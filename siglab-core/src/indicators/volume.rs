//! Mean volume over the bars before each bar.
//!
//! PriorVolumeMean(N)[t] = mean(volume[t-N ..= t-1]). Lookback: N.

use super::{rolling_mean, Indicator};
use crate::domain::Bar;

#[derive(Debug, Clone)]
pub struct PriorVolumeMean {
    window: usize,
    name: String,
}

impl PriorVolumeMean {
    pub fn new(window: usize) -> Self {
        assert!(window >= 1, "volume window must be >= 1");
        Self {
            window,
            name: format!("prior_volume_mean_{window}"),
        }
    }
}

impl Indicator for PriorVolumeMean {
    fn name(&self) -> &str {
        &self.name
    }

    fn lookback(&self) -> usize {
        self.window
    }

    fn compute(&self, bars: &[Bar]) -> Vec<f64> {
        let n = bars.len();
        let volumes: Vec<f64> = bars.iter().map(|b| b.volume).collect();
        let trailing = rolling_mean(&volumes, self.window);

        // Shift by one: the mean ending at t-1 belongs to bar t.
        let mut result = vec![f64::NAN; n];
        for t in 1..n {
            result[t] = trailing[t - 1];
        }
        result
    }
}

#[cfg(test)]
mod tests {
    use super::*;
    use crate::domain::bars_from_closes;

    #[test]
    fn excludes_current_bar() {
        let mut bars = bars_from_closes(&[1.0; 7]);
        for (i, bar) in bars.iter_mut().enumerate() {
            bar.volume = (i as f64 + 1.0) * 100.0;
        }
        let result = PriorVolumeMean::new(5).compute(&bars);
        for v in result.iter().take(5) {
            assert!(v.is_nan());
        }
        // [5] = mean(100..=500) = 300
        assert_eq!(result[5], 300.0);
        // [6] = mean(200..=600) = 400
        assert_eq!(result[6], 400.0);
    }
}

----

What is expected: Print the entire listing above once more, with nothing changed.

Solution:
filename siglab-core/src/indicators/volume.rs
//! Mean volume over the bars before each bar.
//!
//! PriorVolumeMean(N)[t] = mean(volume[t-N ..= t-1]). Lookback: N.

use super::{rolling_mean, Indicator};
use crate::domain::Bar;

#[derive(Debug, Clone)]
pub struct PriorVolumeMean {
    window: usize,
    name: String,
}

impl PriorVolumeMean {
    pub fn new(window: usize) -> Self {
        assert!(window >= 1, "volume window must be >= 1");
        Self {
            window,
            name: format!("prior_volume_mean_{window}"),
        }
    }
}

impl Indicator for PriorVolumeMean {
    fn name(&self) -> &str {
        &self.name
    }

    fn lookback(&self) -> usize {
        self.window
    }

    fn compute(&self, bars: &[Bar]) -> Vec<f64> {
        let n = bars.len();
        let volumes: Vec<f64> = bars.iter().map(|b| b.volume).collect();
        let trailing = rolling_mean(&volumes, self.window);

        // Shift by one: the mean ending at t-1 belongs to bar t.
        let mut result = vec![f64::NAN; n];
        for t in 1..n {
            result[t] = trailing[t - 1];
        }
        result
    }
}

#[cfg(test)]
mod tests {
    use super::*;
    use crate::domain::bars_from_closes;

    #[test]
    fn excludes_current_bar() {
        let mut bars = bars_from_closes(&[1.0; 7]);
        for (i, bar) in bars.iter_mut().enumerate() {
            bar.volume = (i as f64 + 1.0) * 100.0;
        }
        let result = PriorVolumeMean::new(5).compute(&bars);
        for v in result.iter().take(5) {
            assert!(v.is_nan());
        }
        // [5] = mean(100..=500) = 300
        assert_eq!(result[5], 300.0);
        // [6] = mean(200..=600) = 400
        assert_eq!(result[6], 400.0);
    }
}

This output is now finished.